The fire started in the utility room on the first floor of the house. There was a recall on the dryer two months later, so it could have been an electrical fire, easy: there's plenty of accelerants that are common enough around the house, turpentine, butane, kerosene. The furniture in the den that collapsed into the basement was mostly wicker with foam cushions. Almost as good as gasoline.

"Kevin thought they might have gone into the basement to get away from the smoke," John says, looking at the mess of mulch and tinder where the den used to be. "But the fire went down after them and that's where it got the hottest.

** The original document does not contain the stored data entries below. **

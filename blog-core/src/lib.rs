//! blog-core: framework-agnostic core for the DogRS blog.
//!
//! Holds the document model (posts, comments, users), the storage adapter
//! trait with an in-memory store, the cover-image upload handler and
//! [`BlogService`], which implements every blog operation without any
//! knowledge of HTTP. The acting user is always passed in explicitly.

pub mod config;
pub mod errors;
pub mod ids;
pub mod memory;
pub mod models;
pub mod service;
pub mod store;
pub mod uploads;

pub use config::{BlogConfig, BlogConfigSnapshot};
pub use errors::{BlogError, ErrorKind};
pub use ids::{CommentId, PostId, UserId};
pub use memory::MemoryStore;
pub use models::{
    BlogPost, Comment, CommentView, NewComment, NewPost, PostInput, PostPage, PostPatch, PostView,
    User,
};
pub use service::BlogService;
pub use store::BlogStore;
pub use uploads::{
    DiskUploads, FilenameStrategy, PendingUpload, StoredFile, TimestampFilename, UploadConfig,
    UploadError,
};
use std::sync::Arc;

use blog_core::{BlogConfigSnapshot, BlogService, PostId};

use crate::identity::IdentityHeaders;
use crate::views::Views;

/// Shared state handed to every handler.
#[derive(Clone)]
pub struct AppState {
    pub blog: Arc<BlogService>,
    pub views: Arc<Views>,
    pub identity: Arc<IdentityHeaders>,
    pub config: Arc<BlogConfigSnapshot>,
    /// Normalized mount point, e.g. `/blog`
    pub mount: Arc<str>,
}

impl AppState {
    /// Public URL of a post's page.
    pub fn post_url(&self, id: &PostId) -> String {
        format!("{}/{}", self.mount, id)
    }
}
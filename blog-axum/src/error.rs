use axum::{
    http::StatusCode,
    response::{IntoResponse, Response},
};
use blog_core::BlogError;

#[derive(Debug)]
pub struct BlogAxumError(pub anyhow::Error);

impl From<anyhow::Error> for BlogAxumError {
    fn from(e: anyhow::Error) -> Self {
        Self(e)
    }
}

impl From<BlogError> for BlogAxumError {
    fn from(e: BlogError) -> Self {
        Self(e.into_anyhow())
    }
}

impl IntoResponse for BlogAxumError {
    fn into_response(self) -> Response {
        // A BlogError anywhere in the chain decides the status; anything else is a 500.
        let safe = match BlogError::from_anyhow(&self.0) {
            Some(blog) => blog.sanitize_for_client(),
            None => BlogError::general_error(self.0.to_string()).sanitize_for_client(),
        };

        if safe.kind.is_server_error() {
            tracing::error!(error = ?self.0, "request failed");
        } else {
            tracing::debug!(status = safe.code(), error = %self.0, "request rejected");
        }

        let status =
            StatusCode::from_u16(safe.code()).unwrap_or(StatusCode::INTERNAL_SERVER_ERROR);
        (status, safe.to_plain_text()).into_response()
    }
}

#[cfg(test)]
mod tests {
    use super::*;
    use http_body_util::BodyExt;
    use serde_json::json;

    async fn text(res: Response) -> String {
        let bytes = res.into_body().collect().await.unwrap().to_bytes();
        String::from_utf8(bytes.to_vec()).unwrap()
    }

    #[tokio::test]
    async fn client_errors_keep_their_message() {
        let res = BlogAxumError::from(BlogError::forbidden("Unauthorized")).into_response();
        assert_eq!(res.status(), StatusCode::FORBIDDEN);
        assert_eq!(
            res.headers()["content-type"],
            "text/plain; charset=utf-8"
        );
        assert_eq!(text(res).await, "Unauthorized");
    }

    #[tokio::test]
    async fn foreign_errors_are_hidden_behind_500() {
        let res = BlogAxumError::from(anyhow::anyhow!("db password is hunter2")).into_response();
        assert_eq!(res.status(), StatusCode::INTERNAL_SERVER_ERROR);
        assert_eq!(text(res).await, "Internal Server Error");
    }

    #[tokio::test]
    async fn validation_errors_list_fields() {
        let err = BlogError::unprocessable("Comment validation failed")
            .with_errors(json!({"content": ["must not be empty"]}));
        let res = BlogAxumError::from(err).into_response();
        assert_eq!(res.status(), StatusCode::UNPROCESSABLE_ENTITY);
        assert_eq!(
            text(res).await,
            "Comment validation failed\ncontent: must not be empty"
        );
    }
}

Still doesn't make any sense."

"There could have been a second fire down there," Karen says. "Started later."

They were good people, the Hales. John stares into their dining room, two walls stripped away now, charred wallpaper drooping toward the ground. "I still—I can't imagine it," he says. "Who'd do something like this, Karen?"

Ralph Keller, who'd burned down the Whiting barn, was a real estate developer down in the Bay Area and had his own stables. He was calm, collected when they cuffed him and took him in. "Showed her right," he said to John, sitting right next to his lawyer. "She deserved it."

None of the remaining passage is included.